The physician acknowledges limitations of this case report. First, a case report involving one woman highlighting improvements in severe emotions associated with a diagnosis of PMDD utilizing a combination of natural therapies and bioidentical hormone therapy cannot be translated to the larger population. PMDD and depression, including suicidal ideation, require proper and immediate medical oversight and evaluation. Many treatment options may need to be considered, including prescription medication, cognitive behavior therapy, psychological therapies, and others. The authors do not suggest that the therapies used in the case report are inclusive for individuals with suicidal thoughts or PMDD. Second, there was moderate compliance by the patient with the use of bio-identical progesterone therapy, which could result in unexpected responses, such as the increased emotions the patient experienced with the intermittent use of this therapy. Third, due to the subjective nature of depression, using questionnaires at each visit could have helped clarify and identify a better measure of improvements and confounding concerns for the patient and physician. Lastly, a personalized approach that includes multiple interventions does not allow for a definitive conclusion regarding the effectiveness of any one therapy, and it is reasonable to conclude that the combined interventions contributed to the improvements noted. The authors believe that additional research should be conducted to explore how a combination of natural therapies can provide personalized patient care.

Conclusion

This case report highlights the safe and effective use of the combination of bio-identical progesterone, Lepidium peruvianum, and magnesium to resolve multiple symptoms within three months. This included severe emotions (depression with ruminating negative thoughts and suicidal ideation) experienced in the luteal phase of the menstrual cycle, premenstrual headaches and fatigue, menstrual cramping, and decreased menstrual flow. Further, normalization of LH and prolactin levels were achieved. At the writing of this case report, the improvements in these symptoms were also maintained for three months using only Lepidium peruvianum, magnesium, and a B-complex.
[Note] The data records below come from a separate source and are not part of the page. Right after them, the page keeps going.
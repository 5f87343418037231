// ==========================================
// 国际化 (i18n) 模块
// ==========================================
// 使用 rust-i18n 库
// 支持英文（默认）和中文
// ==========================================
// 注意: rust_i18n::i18n! 宏已在 lib.rs 中初始化
// ==========================================

/// 获取当前语言
pub fn current_locale() -> String {
    rust_i18n::locale().to_string()
}

/// 设置语言
///
/// # 参数
/// - locale: 语言代码（"en" 或 "zh-CN"）
pub fn set_locale(locale: &str) {
    rust_i18n::set_locale(locale);
}

/// 翻译消息（无参数）
///
/// # 示例
/// ```no_run
/// use compat_matrix::i18n::t;
/// let msg = t("api.no_files");
/// ```
pub fn t(key: &str) -> String {
    rust_i18n::t!(key).to_string()
}

/// 翻译消息（带参数）
///
/// # 示例
/// ```no_run
/// use compat_matrix::i18n::t_with_args;
/// let msg = t_with_args("api.no_valid_records", &[("variant", "compatibility")]);
/// ```
pub fn t_with_args(key: &str, args: &[(&str, &str)]) -> String {
    let mut result = rust_i18n::t!(key).to_string();
    for (k, v) in args {
        let placeholder = format!("%{{{}}}", k);
        result = result.replace(&placeholder, v);
    }
    result
}

// rust-i18n 的 locale 为全局状态，且 Rust 测试默认并行执行；
// 依赖具体语言的测试需持有该锁。
#[cfg(test)]
pub(crate) static LOCALE_TEST_LOCK: std::sync::Mutex<()> = std::sync::Mutex::new(());
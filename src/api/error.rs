// ==========================================
// 兼容性矩阵导入系统 - API层错误类型
// ==========================================
// 职责: 将导入/仓储错误转换为调用方可区分的错误响应
// 分类: InvalidInput（4xx，修正文件）/ DatabaseError、InternalError（5xx，稍后重试）
// ==========================================

use crate::domain::types::PipelineVariant;
use crate::i18n::{t, t_with_args};
use crate::importer::error::ImportError;
use crate::repository::error::RepositoryError;
use serde::{Deserialize, Serialize};
use thiserror::Error;

/// API层错误类型
#[derive(Error, Debug)]
pub enum ApiError {
    // ===== 输入错误 =====
    #[error("{message}")]
    InvalidInput {
        message: String,
        details: Option<String>,
    },

    // ===== 存储错误 =====
    #[error("{message}")]
    DatabaseError { message: String, details: String },

    // ===== 通用错误 =====
    #[error("{0}")]
    InternalError(String),
}

impl ApiError {
    /// 导入错误 → API 错误（消息按管道变体本地化）
    pub fn from_import(variant: PipelineVariant, err: ImportError) -> Self {
        let variant_name = variant.code();
        match err {
            ImportError::NoFilesProvided => ApiError::InvalidInput {
                message: t("api.no_files"),
                details: None,
            },
            ImportError::UnsupportedFormat(format) => ApiError::InvalidInput {
                message: t_with_args("api.unsupported_format", &[("format", &format)]),
                details: None,
            },
            ImportError::WorkbookParseError { file, message } => ApiError::InvalidInput {
                message: t_with_args("api.workbook_unreadable", &[("file", &file)]),
                details: Some(message),
            },
            ImportError::NoValidRecords { .. } => ApiError::InvalidInput {
                message: t_with_args("api.no_valid_records", &[("variant", variant_name)]),
                details: None,
            },
            ImportError::Store(e) => ApiError::DatabaseError {
                message: t_with_args("api.update_failed", &[("variant", variant_name)]),
                details: e.to_string(),
            },
            ImportError::Config { key, message } => ApiError::DatabaseError {
                message: t("api.config_failed"),
                details: format!("{}: {}", key, message),
            },
        }
    }

    /// HTTP 等价状态码
    pub fn status_code(&self) -> u16 {
        match self {
            ApiError::InvalidInput { .. } => 400,
            ApiError::DatabaseError { .. } | ApiError::InternalError(_) => 500,
        }
    }

    pub fn is_client_error(&self) -> bool {
        self.status_code() < 500
    }

    /// 错误响应体
    pub fn to_response(&self) -> ErrorResponse {
        match self {
            ApiError::InvalidInput { message, details } => ErrorResponse {
                error: message.clone(),
                details: details.clone(),
            },
            ApiError::DatabaseError { message, details } => ErrorResponse {
                error: message.clone(),
                details: Some(details.clone()),
            },
            ApiError::InternalError(details) => ErrorResponse {
                error: t("api.internal_error"),
                details: Some(details.clone()),
            },
        }
    }
}

// ==========================================
// 从 RepositoryError 转换（只读查询路径）
// ==========================================
impl From<RepositoryError> for ApiError {
    fn from(err: RepositoryError) -> Self {
        match err {
            RepositoryError::InvalidTableName(name) => ApiError::InvalidInput {
                message: t("api.config_failed"),
                details: Some(name),
            },
            other => ApiError::DatabaseError {
                message: t("api.history_failed"),
                details: other.to_string(),
            },
        }
    }
}

/// Result 类型别名
pub type ApiResult<T> = Result<T, ApiError>;

// ==========================================
// ErrorResponse - 错误响应体
// ==========================================
#[derive(Debug, Clone, PartialEq, Eq, Serialize, Deserialize)]
pub struct ErrorResponse {
    pub error: String,
    #[serde(skip_serializing_if = "Option::is_none")]
    pub details: Option<String>,
}
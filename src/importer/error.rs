// ==========================================
// 兼容性矩阵导入系统 - 导入模块错误类型
// ==========================================
// 工具: thiserror 派生宏
// 分类: 输入错误（4xx，无落库）/ 存储错误（5xx，整体回滚）
// ==========================================

use crate::domain::types::PipelineVariant;
use crate::repository::error::RepositoryError;
use thiserror::Error;

/// 导入模块错误类型
#[derive(Error, Debug)]
pub enum ImportError {
    // ===== 输入错误 =====
    #[error("no file(s) provided")]
    NoFilesProvided,

    #[error("unsupported file format: {0} (expected .xlsx/.xlsm/.xlsb/.xls/.ods/.csv)")]
    UnsupportedFormat(String),

    #[error("failed to parse workbook {file}: {message}")]
    WorkbookParseError { file: String, message: String },

    #[error("no valid {variant} records found")]
    NoValidRecords { variant: PipelineVariant },

    // ===== 存储错误 =====
    #[error("store failure: {0}")]
    Store(#[from] RepositoryError),

    // ===== 配置错误 =====
    #[error("configuration error (key: {key}): {message}")]
    Config { key: String, message: String },
}

impl ImportError {
    /// 是否为输入类错误（调用方应修正文件，而非重试）
    pub fn is_input_error(&self) -> bool {
        matches!(
            self,
            ImportError::NoFilesProvided
                | ImportError::UnsupportedFormat(_)
                | ImportError::WorkbookParseError { .. }
                | ImportError::NoValidRecords { .. }
        )
    }
}

/// Result 类型别名
pub type ImportResult<T> = Result<T, ImportError>;

#[cfg(test)]
mod tests {
    use super::*;

    #[test]
    fn test_input_error_classification() {
        assert!(ImportError::NoFilesProvided.is_input_error());
        assert!(ImportError::NoValidRecords {
            variant: PipelineVariant::Denoising
        }
        .is_input_error());
        assert!(!ImportError::Store(RepositoryError::LockError("poisoned".into())).is_input_error());
    }

    #[test]
    fn test_no_valid_records_message_names_variant() {
        let err = ImportError::NoValidRecords {
            variant: PipelineVariant::Compatibility,
        };
        assert_eq!(err.to_string(), "no valid compatibility records found");
    }
}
While a cause-and-effect conclusion cannot be determined for the interventions used, this case report can provide clinicians with potential therapeutic options to consider in clinical care and researchers with combination therapies to explore in more depth.

Declarations

Informed Consent

The patient presented in this case report provided written informed consent to publish patient information in the present manuscript. The patient also received a copy of the manuscript to read and review.

Acknowledgments

The author would like to acknowledge the patient who graciously consented to share her information.

Funding Statement

The authors disclosed receipt of the following financial support for the research, authorship and/or publication of this article: For this case report to be available under open access, this publication was financially supported by Symphony Natural Health, manufacturer of the maca supplement, Femmenessence®.

Conflict of Interest

The authors declared the following potential conflicts of interest with respect to the research, authorship, and/or publication of this article: The authors are independent contractors of Symphony Natural Health, manufacturer of the maca supplement, Femmenessence®.